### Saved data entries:
■ ■ ■ ■ ■ ■ ■
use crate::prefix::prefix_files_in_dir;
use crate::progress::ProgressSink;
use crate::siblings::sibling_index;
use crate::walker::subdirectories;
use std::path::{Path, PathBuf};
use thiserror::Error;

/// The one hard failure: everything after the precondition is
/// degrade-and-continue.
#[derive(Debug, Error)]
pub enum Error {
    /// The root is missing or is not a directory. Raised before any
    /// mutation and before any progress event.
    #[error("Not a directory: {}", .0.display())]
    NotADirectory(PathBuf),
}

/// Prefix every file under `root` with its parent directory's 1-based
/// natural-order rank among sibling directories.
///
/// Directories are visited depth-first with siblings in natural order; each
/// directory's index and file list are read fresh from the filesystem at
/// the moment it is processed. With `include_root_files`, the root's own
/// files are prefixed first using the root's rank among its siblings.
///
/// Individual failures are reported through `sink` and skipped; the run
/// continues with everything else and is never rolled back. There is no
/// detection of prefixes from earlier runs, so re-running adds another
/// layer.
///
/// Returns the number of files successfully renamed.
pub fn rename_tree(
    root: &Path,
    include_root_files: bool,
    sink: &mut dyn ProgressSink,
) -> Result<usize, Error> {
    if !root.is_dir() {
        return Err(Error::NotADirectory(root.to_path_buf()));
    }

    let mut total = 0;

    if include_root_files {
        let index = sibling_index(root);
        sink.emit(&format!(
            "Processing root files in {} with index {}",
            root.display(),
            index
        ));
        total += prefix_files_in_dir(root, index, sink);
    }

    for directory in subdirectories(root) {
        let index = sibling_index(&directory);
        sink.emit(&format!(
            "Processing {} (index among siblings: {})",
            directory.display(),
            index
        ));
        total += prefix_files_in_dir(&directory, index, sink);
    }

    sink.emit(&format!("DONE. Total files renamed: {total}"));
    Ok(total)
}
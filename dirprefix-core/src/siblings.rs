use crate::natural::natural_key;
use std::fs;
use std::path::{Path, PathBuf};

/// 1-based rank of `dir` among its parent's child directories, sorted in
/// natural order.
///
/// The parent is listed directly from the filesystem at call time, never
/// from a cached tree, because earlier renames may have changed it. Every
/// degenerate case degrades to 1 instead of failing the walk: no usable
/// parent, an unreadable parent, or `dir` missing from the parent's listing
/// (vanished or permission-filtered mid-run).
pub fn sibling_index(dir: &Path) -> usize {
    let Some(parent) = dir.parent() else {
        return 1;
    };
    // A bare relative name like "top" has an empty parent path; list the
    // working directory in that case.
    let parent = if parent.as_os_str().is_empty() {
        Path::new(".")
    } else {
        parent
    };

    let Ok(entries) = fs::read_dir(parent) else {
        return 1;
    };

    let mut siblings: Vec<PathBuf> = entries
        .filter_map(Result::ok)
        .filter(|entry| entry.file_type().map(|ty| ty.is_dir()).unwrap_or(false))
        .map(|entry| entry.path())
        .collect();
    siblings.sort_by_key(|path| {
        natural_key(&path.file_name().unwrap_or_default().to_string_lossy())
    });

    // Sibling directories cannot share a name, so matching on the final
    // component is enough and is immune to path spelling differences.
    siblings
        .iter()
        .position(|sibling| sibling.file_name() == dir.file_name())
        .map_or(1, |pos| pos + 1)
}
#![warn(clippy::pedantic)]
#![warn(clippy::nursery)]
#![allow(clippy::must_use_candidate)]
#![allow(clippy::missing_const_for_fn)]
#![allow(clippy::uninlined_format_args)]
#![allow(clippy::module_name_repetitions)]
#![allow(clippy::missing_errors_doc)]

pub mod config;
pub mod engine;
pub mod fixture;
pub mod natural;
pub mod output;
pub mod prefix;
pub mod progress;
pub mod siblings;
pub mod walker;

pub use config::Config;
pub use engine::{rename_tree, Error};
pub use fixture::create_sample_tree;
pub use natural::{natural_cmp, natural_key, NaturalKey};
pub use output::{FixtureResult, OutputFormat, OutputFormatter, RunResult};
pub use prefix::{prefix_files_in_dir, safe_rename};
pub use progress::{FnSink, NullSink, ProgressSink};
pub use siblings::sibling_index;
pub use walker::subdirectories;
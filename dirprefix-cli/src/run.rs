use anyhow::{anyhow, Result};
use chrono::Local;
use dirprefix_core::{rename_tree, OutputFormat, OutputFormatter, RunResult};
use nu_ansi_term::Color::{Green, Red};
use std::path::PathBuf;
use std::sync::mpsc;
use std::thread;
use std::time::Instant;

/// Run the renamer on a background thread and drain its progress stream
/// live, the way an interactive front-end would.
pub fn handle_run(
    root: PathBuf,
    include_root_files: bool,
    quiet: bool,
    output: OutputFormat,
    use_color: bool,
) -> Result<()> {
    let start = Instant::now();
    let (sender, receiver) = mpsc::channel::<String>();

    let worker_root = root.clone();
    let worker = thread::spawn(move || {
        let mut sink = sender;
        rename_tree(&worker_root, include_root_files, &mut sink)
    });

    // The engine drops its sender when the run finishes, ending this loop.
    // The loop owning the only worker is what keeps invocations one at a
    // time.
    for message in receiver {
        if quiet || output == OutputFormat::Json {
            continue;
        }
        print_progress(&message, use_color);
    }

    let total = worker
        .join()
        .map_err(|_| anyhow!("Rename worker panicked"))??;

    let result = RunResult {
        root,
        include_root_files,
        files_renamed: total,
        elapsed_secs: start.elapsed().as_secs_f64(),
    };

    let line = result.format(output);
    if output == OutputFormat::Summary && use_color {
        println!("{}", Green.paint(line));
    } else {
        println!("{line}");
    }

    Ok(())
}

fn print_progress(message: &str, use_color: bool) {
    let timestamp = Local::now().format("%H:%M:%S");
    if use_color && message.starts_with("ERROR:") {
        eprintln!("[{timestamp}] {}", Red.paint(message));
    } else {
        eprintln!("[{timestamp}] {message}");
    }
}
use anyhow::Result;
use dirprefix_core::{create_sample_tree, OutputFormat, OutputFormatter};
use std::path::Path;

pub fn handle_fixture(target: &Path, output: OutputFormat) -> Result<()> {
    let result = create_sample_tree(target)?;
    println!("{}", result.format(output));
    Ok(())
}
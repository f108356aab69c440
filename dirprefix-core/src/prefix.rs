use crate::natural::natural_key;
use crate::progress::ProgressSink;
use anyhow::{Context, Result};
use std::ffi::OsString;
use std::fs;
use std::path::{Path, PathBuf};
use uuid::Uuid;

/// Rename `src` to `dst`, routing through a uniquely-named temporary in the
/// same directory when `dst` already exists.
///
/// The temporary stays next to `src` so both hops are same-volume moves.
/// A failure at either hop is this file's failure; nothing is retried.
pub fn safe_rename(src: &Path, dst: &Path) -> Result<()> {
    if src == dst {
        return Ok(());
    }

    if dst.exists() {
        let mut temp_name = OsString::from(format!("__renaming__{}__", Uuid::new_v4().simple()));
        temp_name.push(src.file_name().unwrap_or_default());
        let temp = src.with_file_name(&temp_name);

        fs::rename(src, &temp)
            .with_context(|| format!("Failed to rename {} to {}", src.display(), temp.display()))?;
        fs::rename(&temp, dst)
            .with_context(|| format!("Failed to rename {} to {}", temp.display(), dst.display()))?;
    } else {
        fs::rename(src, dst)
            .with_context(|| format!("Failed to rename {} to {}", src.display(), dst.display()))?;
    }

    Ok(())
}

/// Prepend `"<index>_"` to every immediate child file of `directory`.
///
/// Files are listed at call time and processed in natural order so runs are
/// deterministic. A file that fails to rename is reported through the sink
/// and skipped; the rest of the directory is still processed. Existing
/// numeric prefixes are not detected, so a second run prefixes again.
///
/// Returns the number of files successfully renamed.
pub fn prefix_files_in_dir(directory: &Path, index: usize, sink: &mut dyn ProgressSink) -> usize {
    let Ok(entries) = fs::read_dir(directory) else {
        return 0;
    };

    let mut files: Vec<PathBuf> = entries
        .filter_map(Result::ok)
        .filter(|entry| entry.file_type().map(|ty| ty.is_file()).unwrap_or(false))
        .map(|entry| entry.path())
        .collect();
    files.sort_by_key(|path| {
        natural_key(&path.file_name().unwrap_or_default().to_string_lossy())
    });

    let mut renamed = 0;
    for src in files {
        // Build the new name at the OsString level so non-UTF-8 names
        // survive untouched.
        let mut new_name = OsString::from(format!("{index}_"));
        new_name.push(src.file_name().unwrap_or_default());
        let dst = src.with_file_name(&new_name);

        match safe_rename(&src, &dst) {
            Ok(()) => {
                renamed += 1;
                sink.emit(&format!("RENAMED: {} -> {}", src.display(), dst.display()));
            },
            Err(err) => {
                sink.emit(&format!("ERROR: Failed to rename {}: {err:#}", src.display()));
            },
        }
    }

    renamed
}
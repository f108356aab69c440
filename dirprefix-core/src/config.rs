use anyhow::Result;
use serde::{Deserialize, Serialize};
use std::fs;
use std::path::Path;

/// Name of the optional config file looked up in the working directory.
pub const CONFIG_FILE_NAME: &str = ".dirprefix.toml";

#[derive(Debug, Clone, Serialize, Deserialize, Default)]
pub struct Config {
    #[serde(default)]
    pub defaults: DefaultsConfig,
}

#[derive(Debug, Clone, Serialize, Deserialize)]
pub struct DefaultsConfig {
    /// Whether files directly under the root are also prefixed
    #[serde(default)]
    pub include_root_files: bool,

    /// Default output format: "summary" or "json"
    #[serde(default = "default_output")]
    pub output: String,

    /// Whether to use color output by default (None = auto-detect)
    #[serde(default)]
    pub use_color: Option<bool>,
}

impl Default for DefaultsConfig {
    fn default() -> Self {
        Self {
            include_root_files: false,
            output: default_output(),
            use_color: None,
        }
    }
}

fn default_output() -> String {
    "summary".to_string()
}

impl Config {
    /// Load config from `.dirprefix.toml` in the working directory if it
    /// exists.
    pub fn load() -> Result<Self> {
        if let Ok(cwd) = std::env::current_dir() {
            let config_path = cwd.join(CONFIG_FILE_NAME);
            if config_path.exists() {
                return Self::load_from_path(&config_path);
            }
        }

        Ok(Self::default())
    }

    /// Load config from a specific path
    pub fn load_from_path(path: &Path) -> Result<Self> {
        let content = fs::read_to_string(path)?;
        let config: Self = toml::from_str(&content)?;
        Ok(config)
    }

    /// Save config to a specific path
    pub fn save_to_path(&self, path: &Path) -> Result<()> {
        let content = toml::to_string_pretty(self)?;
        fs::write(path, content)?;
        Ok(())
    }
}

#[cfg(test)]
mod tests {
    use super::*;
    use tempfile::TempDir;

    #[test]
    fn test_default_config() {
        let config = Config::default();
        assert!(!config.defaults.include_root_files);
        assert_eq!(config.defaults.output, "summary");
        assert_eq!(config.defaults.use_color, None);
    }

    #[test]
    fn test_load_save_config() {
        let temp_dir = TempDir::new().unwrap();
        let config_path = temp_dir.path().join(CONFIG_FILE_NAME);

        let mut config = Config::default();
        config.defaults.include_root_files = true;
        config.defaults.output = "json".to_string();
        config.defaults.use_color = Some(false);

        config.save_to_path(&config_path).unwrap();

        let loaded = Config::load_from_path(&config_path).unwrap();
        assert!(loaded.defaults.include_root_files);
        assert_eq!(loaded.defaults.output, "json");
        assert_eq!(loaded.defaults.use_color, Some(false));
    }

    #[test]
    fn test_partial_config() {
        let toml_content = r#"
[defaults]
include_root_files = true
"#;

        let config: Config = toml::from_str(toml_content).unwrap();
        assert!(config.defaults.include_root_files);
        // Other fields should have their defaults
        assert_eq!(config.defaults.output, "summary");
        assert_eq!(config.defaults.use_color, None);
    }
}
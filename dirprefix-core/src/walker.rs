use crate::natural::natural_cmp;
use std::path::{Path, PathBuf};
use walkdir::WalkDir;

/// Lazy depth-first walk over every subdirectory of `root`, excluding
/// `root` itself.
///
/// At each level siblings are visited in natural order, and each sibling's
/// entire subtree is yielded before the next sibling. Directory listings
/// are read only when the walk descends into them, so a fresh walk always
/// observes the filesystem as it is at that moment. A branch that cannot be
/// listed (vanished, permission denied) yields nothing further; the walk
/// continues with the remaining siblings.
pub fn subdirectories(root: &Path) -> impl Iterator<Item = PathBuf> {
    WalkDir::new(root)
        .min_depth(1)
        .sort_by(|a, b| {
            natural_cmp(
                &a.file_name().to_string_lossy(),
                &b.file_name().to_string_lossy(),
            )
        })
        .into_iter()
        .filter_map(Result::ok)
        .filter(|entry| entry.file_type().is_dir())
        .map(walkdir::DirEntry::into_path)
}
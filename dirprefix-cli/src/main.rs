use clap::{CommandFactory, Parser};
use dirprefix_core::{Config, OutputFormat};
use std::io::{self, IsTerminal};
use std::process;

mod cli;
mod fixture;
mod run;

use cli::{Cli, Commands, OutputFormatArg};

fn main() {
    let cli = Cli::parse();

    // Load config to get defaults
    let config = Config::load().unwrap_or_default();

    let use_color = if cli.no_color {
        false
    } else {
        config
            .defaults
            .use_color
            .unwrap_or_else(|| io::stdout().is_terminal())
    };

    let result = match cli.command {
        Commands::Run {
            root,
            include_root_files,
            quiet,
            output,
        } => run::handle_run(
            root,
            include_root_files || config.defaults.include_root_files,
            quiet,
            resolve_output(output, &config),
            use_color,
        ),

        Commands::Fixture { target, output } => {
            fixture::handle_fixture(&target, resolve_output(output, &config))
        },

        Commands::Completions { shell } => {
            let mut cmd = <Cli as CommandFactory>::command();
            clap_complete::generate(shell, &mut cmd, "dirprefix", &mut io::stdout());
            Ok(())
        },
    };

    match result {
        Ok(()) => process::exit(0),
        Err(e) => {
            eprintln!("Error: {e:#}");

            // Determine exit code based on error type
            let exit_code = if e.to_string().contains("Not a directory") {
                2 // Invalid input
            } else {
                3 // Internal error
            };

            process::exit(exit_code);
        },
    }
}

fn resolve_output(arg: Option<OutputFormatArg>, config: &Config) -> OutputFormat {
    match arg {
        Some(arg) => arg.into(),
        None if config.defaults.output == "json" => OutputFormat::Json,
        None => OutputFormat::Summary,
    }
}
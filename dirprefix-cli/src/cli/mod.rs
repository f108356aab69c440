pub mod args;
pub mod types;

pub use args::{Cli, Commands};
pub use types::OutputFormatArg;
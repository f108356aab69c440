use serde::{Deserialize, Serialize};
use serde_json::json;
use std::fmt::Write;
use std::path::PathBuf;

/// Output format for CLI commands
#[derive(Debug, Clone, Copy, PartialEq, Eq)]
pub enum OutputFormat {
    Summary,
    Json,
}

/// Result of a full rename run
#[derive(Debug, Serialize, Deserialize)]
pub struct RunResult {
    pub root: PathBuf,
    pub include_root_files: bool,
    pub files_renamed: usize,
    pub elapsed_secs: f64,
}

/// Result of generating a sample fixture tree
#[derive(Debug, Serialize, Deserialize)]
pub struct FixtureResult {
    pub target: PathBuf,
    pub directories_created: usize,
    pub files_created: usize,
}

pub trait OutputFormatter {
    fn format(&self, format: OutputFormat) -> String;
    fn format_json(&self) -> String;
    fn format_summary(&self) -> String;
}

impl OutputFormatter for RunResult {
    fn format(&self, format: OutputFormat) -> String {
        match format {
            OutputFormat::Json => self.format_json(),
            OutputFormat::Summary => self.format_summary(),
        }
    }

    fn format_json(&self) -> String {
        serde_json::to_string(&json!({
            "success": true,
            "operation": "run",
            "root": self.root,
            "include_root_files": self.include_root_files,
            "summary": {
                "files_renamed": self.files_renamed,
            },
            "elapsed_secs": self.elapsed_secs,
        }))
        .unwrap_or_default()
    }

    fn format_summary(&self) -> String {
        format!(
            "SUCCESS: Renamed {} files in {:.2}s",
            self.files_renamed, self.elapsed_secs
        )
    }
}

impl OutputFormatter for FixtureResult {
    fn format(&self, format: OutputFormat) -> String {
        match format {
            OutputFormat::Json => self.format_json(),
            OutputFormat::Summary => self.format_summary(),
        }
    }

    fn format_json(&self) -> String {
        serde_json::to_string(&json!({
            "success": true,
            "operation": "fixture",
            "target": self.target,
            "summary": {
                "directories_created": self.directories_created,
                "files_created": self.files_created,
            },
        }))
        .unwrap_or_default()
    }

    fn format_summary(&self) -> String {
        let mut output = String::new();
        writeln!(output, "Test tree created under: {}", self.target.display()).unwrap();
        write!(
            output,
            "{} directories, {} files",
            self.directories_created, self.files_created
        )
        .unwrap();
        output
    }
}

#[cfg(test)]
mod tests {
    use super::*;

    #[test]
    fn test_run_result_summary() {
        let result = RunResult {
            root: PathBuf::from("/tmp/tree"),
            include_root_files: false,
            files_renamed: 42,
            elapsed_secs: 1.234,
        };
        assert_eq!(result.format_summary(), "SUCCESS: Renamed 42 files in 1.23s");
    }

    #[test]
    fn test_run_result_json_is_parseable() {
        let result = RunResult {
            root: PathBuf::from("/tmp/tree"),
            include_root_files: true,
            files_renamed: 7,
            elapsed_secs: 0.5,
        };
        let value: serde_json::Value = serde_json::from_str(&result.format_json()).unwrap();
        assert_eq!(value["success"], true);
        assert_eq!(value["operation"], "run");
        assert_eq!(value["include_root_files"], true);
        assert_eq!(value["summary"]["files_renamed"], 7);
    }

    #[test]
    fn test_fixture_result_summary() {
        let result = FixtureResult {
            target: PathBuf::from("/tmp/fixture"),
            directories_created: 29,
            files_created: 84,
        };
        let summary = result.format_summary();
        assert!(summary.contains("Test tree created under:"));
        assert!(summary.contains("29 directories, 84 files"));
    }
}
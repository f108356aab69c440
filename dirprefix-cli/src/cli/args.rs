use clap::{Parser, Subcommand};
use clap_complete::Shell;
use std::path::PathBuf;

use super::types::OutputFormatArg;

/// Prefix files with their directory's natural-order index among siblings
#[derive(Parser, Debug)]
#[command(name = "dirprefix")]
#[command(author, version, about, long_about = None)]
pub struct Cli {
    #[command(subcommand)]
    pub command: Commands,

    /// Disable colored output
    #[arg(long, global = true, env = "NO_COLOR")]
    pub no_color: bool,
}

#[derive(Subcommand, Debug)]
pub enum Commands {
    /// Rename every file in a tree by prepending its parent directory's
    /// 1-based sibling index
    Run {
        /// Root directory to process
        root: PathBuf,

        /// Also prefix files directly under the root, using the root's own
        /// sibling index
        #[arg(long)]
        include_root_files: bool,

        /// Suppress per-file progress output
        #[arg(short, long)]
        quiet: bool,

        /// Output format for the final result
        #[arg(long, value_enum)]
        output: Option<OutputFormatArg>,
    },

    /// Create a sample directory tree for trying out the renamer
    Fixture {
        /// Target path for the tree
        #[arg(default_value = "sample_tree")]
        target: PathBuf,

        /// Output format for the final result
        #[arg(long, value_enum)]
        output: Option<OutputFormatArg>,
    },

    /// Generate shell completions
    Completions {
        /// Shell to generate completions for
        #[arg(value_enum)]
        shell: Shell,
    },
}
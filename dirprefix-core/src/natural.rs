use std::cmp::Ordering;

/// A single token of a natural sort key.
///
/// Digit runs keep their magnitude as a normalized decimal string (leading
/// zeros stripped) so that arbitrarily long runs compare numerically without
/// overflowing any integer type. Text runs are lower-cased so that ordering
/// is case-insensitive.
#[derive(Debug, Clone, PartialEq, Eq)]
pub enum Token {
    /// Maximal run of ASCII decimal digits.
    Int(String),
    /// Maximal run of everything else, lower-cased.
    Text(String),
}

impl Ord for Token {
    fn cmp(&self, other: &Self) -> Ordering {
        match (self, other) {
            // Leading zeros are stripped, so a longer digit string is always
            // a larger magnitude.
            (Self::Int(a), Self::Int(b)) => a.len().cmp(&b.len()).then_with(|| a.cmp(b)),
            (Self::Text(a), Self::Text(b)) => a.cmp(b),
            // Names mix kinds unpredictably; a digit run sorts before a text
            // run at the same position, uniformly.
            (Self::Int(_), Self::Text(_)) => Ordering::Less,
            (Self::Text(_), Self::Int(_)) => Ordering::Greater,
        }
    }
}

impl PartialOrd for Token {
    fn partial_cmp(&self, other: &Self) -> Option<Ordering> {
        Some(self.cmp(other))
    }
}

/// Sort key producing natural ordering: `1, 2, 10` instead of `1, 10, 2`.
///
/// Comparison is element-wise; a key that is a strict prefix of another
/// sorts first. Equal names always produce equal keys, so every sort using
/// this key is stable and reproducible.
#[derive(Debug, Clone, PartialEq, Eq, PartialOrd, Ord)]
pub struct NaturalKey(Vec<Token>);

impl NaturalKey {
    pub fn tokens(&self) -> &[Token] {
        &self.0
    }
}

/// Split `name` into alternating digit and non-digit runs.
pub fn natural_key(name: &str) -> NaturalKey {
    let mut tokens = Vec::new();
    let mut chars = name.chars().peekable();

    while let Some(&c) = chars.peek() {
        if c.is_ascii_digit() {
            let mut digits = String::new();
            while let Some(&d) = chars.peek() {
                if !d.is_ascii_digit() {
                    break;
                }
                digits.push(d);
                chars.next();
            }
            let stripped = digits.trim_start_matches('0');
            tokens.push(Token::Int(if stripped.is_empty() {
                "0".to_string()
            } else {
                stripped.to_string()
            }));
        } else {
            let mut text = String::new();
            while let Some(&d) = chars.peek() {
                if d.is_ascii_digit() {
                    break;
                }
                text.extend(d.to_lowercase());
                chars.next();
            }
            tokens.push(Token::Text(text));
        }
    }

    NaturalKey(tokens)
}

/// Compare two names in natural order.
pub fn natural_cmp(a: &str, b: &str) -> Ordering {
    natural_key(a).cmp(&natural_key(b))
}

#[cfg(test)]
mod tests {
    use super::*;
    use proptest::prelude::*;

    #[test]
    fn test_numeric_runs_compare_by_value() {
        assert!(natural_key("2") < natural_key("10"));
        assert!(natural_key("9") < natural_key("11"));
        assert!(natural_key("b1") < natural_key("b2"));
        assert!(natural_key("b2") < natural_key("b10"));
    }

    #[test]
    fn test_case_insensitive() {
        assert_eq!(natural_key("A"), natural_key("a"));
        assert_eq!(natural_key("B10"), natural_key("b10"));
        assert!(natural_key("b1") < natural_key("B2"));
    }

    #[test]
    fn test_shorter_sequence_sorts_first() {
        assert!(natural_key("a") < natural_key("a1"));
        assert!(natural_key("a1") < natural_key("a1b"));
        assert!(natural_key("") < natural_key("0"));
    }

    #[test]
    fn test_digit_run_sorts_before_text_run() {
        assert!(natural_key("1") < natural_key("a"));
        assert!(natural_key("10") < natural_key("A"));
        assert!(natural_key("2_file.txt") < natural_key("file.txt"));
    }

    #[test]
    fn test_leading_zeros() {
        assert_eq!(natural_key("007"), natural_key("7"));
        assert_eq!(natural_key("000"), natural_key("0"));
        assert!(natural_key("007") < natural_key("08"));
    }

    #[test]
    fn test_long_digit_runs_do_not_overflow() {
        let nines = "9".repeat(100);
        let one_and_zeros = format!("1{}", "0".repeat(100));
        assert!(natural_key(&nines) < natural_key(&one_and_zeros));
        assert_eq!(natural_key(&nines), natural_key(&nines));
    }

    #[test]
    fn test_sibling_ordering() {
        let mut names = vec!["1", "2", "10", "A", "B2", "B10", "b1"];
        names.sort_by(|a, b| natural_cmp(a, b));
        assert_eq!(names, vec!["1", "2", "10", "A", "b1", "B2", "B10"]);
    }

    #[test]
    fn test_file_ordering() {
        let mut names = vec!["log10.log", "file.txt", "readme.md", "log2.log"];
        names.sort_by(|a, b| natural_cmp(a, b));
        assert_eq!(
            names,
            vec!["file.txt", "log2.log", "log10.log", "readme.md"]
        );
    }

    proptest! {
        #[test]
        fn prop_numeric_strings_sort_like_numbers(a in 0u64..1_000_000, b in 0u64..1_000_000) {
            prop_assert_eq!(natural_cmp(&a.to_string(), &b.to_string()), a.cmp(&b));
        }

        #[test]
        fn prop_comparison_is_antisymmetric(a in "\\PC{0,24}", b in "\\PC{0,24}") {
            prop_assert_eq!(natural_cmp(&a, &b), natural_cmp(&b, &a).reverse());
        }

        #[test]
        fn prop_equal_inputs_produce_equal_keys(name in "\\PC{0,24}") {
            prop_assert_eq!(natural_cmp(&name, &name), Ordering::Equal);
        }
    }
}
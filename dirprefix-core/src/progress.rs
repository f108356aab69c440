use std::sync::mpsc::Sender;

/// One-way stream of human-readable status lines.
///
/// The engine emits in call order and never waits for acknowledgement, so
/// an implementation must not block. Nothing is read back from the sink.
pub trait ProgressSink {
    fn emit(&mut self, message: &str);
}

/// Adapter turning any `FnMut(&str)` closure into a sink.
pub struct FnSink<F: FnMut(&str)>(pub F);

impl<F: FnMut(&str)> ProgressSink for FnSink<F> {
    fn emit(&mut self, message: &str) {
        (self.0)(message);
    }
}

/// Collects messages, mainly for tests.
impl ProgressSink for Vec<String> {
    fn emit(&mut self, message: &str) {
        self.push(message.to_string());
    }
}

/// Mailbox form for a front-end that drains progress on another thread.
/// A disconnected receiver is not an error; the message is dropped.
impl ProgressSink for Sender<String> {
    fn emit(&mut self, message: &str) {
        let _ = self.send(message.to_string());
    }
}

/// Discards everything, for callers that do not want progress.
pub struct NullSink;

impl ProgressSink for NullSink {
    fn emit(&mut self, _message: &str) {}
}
■ ■ ■ ■ ■ ■ ■
### Description of the task:
Tally the lines of the entries that include the word "filesystem" and give only the total.

### Solved exercise:
3